What is required ::
Check each line of the entries for "format" and report the ones that have it.

Provided records ::
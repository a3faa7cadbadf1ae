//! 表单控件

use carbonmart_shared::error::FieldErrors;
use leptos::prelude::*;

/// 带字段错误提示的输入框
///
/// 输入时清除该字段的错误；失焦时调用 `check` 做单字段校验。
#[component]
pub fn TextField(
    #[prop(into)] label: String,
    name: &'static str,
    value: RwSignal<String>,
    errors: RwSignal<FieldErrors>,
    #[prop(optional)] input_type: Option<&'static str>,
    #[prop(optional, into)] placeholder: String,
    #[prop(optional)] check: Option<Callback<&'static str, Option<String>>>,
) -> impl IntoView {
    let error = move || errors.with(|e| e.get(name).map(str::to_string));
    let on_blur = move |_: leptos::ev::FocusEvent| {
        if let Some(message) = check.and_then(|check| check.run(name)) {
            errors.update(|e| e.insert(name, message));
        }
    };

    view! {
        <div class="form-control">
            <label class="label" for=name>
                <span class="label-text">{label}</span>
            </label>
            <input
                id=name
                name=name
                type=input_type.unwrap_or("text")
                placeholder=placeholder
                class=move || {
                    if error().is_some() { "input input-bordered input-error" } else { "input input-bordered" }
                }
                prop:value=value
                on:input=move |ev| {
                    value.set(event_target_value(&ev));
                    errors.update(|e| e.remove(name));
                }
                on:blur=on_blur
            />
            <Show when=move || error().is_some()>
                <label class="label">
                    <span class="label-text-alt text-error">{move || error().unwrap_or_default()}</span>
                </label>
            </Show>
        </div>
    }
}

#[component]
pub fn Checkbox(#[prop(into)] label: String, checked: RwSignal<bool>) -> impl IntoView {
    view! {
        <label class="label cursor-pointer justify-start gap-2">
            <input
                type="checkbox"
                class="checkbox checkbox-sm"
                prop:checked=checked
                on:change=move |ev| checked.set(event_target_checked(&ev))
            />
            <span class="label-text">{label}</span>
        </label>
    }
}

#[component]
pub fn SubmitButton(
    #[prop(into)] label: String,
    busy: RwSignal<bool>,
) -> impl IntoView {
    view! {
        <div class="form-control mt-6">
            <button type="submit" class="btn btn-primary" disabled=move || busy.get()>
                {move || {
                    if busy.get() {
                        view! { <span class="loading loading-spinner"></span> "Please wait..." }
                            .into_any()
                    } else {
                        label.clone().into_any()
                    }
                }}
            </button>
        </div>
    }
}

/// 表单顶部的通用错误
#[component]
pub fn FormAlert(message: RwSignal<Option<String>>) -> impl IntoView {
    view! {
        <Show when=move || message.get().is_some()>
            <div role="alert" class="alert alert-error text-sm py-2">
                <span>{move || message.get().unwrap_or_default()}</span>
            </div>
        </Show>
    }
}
--
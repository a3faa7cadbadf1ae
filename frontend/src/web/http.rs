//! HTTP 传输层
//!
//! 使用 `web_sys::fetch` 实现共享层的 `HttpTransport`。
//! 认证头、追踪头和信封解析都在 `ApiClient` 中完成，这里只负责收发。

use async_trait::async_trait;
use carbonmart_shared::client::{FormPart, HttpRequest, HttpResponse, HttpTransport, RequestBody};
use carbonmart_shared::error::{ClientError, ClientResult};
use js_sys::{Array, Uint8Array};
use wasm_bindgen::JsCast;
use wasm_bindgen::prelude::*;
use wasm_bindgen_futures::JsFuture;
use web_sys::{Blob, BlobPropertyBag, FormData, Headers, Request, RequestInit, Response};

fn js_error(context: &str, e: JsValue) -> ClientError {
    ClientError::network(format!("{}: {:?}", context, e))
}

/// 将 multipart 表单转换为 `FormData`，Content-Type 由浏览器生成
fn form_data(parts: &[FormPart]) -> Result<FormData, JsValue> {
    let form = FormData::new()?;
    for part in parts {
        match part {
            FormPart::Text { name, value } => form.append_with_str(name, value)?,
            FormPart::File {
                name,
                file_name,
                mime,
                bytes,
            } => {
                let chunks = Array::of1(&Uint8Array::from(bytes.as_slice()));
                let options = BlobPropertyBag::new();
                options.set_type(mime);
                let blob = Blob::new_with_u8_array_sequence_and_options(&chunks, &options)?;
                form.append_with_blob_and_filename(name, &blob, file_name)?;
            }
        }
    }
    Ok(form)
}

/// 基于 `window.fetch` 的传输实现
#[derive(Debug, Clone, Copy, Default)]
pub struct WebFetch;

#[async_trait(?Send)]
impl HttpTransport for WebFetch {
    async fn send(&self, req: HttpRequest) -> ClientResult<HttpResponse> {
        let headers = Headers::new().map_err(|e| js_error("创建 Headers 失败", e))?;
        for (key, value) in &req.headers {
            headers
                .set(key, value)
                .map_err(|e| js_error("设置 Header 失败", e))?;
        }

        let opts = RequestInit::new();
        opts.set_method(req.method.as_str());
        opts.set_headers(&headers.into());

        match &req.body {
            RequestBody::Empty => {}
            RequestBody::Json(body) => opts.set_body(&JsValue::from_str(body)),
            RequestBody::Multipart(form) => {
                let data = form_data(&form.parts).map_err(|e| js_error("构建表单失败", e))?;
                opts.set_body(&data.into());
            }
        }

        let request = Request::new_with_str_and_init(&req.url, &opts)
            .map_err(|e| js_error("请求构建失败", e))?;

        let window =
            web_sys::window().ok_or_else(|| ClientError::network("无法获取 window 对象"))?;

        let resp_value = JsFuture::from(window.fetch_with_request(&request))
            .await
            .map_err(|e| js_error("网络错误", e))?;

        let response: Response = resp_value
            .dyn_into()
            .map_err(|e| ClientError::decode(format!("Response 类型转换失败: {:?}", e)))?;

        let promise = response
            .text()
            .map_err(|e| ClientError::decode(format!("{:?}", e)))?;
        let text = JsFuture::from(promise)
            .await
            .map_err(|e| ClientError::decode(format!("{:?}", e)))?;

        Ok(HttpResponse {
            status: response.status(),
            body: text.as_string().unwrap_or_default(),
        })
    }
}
* * *
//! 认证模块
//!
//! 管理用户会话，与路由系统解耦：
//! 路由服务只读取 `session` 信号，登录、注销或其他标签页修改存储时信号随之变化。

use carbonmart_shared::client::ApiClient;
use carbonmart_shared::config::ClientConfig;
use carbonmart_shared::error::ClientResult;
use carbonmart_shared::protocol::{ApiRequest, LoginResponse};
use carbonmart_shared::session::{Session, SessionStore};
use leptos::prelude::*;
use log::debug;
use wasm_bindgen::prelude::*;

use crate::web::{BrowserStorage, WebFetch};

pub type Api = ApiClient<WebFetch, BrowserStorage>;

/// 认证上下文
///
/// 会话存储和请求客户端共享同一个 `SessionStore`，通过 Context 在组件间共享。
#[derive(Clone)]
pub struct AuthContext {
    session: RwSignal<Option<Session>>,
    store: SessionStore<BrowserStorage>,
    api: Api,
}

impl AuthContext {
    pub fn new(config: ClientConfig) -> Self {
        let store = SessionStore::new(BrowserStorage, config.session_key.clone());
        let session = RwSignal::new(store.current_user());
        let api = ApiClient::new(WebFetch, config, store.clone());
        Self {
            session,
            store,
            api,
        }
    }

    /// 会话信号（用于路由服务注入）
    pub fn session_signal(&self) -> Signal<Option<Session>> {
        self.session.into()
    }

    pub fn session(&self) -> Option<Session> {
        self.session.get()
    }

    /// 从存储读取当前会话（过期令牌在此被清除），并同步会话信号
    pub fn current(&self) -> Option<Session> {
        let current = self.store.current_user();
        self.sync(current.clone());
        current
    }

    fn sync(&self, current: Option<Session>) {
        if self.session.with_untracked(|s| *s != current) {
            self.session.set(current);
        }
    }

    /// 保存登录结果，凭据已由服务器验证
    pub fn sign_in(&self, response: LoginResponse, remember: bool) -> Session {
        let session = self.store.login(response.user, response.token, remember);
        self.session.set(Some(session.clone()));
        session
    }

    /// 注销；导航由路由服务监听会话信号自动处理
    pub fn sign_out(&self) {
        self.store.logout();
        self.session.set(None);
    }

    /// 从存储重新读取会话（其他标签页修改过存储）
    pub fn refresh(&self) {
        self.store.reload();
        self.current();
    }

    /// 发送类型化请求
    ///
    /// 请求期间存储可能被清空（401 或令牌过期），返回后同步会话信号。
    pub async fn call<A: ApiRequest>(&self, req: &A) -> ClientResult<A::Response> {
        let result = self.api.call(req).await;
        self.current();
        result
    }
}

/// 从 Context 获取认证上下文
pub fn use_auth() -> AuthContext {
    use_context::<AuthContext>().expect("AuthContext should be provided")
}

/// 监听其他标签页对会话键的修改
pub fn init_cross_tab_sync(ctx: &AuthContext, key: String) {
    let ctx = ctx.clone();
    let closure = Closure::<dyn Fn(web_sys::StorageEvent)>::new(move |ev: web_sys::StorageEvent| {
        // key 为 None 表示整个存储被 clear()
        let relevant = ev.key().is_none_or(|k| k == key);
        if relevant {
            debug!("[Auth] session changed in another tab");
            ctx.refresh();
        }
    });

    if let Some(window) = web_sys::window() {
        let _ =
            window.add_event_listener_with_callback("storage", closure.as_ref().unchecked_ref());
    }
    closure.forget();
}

Worked solution ::
    ClientError::network(format!("{}: {:?}", context, e))
            .map_err(|e| ClientError::decode(format!("Response 类型转换失败: {:?}", e)))?;
            .map_err(|e| ClientError::decode(format!("{:?}", e)))?;
            .map_err(|e| ClientError::decode(format!("{:?}", e)))?;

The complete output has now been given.